An Institutional Review Board (IRB) is a committee that ensures the protection of human research subjects by conducting scientific and ethical review of research studies. In the United States, IRBs are regulated by the Office for Human Research Protections within the U.S. Department of Health and Human Services. If you are affiliated with a college or university, your institution almost certainly has their own institutional review board or research ethics board. While you will need approval from the Duke IRB to gain access to our materials, I would always suggest contacting your home IRB first.
At Duke, research study protocols or applications to the IRB can all be submitted through their online system. Every research study is slightly different, but most study protocols will require a research summary, abstract, and a completed Waiver of Consent and HIPAA Authorization form. Researchers also have to consider how they plan to protect privacy and confidentiality as well as provide a Research Data Security Plan. Additional information about the process at Duke can be found here.
The process can be time consuming, but it does not have to be stressful. My best recommendation is to always ask for help! Contact your local IRB staff members. In my experience, they are exceptional and will help you immensely. Duke IRB staff are also available to meet with you one-on-one. Also please reach out to the Archives staff with any questions and we will also do our best to walk you through the process.
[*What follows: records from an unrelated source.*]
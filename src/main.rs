//! Object Storage Credentials CLI
//!
//! Applies an object storage configuration to a rendered workload manifest
//! and prints the amended manifest.

use anyhow::Context;
use clap::Parser;
use std::path::PathBuf;
use tracing::{info, Level};
use tracing_subscriber::{fmt, prelude::*, EnvFilter};

use objstore_credentials::{Options, Workload};

// =============================================================================
// CLI Arguments
// =============================================================================

/// Wire object storage credentials into a Deployment or StatefulSet manifest
#[derive(Parser, Debug)]
#[command(author, version, about, long_about = None)]
struct Args {
    /// Workload manifest (single YAML document)
    #[arg(long, env = "WORKLOAD_FILE")]
    workload: PathBuf,

    /// Storage options (YAML)
    #[arg(long, env = "STORAGE_OPTIONS_FILE")]
    options: PathBuf,

    /// Log level (trace, debug, info, warn, error)
    #[arg(long, env = "LOG_LEVEL", default_value = "info")]
    log_level: String,

    /// Output logs as JSON
    #[arg(long, env = "LOG_JSON")]
    log_json: bool,
}

// =============================================================================
// Main
// =============================================================================

fn main() -> anyhow::Result<()> {
    let args = Args::parse();

    init_logging(&args);

    info!(
        version = objstore_credentials::VERSION,
        workload = %args.workload.display(),
        options = %args.options.display(),
        "Configuring object storage"
    );

    let options_doc = std::fs::read_to_string(&args.options)
        .with_context(|| format!("reading storage options {}", args.options.display()))?;
    let opts: Options = serde_yaml::from_str(&options_doc)
        .with_context(|| format!("parsing storage options {}", args.options.display()))?;

    let workload_doc = std::fs::read_to_string(&args.workload)
        .with_context(|| format!("reading workload {}", args.workload.display()))?;
    let mut workload = Workload::from_yaml(&workload_doc)
        .with_context(|| format!("parsing workload {}", args.workload.display()))?;

    workload.configure(&opts)?;

    print!("{}", workload.to_yaml()?);
    Ok(())
}

// =============================================================================
// Logging Setup
// =============================================================================

fn init_logging(args: &Args) {
    let level = match args.log_level.to_lowercase().as_str() {
        "trace" => Level::TRACE,
        "debug" => Level::DEBUG,
        "info" => Level::INFO,
        "warn" => Level::WARN,
        "error" => Level::ERROR,
        _ => Level::INFO,
    };

    let filter = EnvFilter::from_default_env().add_directive(level.into());

    // stdout carries the manifest
    if args.log_json {
        tracing_subscriber::registry()
            .with(filter)
            .with(fmt::layer().json().with_writer(std::io::stderr))
            .init();
    } else {
        tracing_subscriber::registry()
            .with(filter)
            .with(fmt::layer().with_target(true).with_writer(std::io::stderr))
            .init();
    }
}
Thanks Rebecca! With this is mind, as the processing archivist, I decided to go for the middle ground when processing these items. I wanted to make them discoverable, but I also had to ensure no PHI was published on the finding aid. In order to accomplish this, we carefully redacted all PHI. This included not publishing any names from the patient index cards, as well as redacting all PHI from the film titles. Additionally, no one can watch the films without prior IRB approval because it shows the faces of patients. I also added collection and series level access restrictions notes to make it evident there is restricted material in this collection, as well as making it clear which series the restricted materials are located.
It is true that acquiring and processing materials with PHI requires more effort, but the end result is this content is now discoverable and available—with proper IRB approval—for future research. Which brings me back to the concept of restricted and unrestricted. Just because a researcher sees materials are restricted on a finding aid does not mean all is lost. The researcher should contact the archives that holds the materials and ask why the materials they want to use are restricted, if they will either ever be unrestricted, and if there is a way to view restricted materials. Sometimes the answer will be a straight “No, these materials will never be accessible.” But sometimes the answer will be “Yes, you can see the materials but first you have to….” Asking is the first step to determining if you can gain access to restricted materials, but if you don’t ask, you will never know.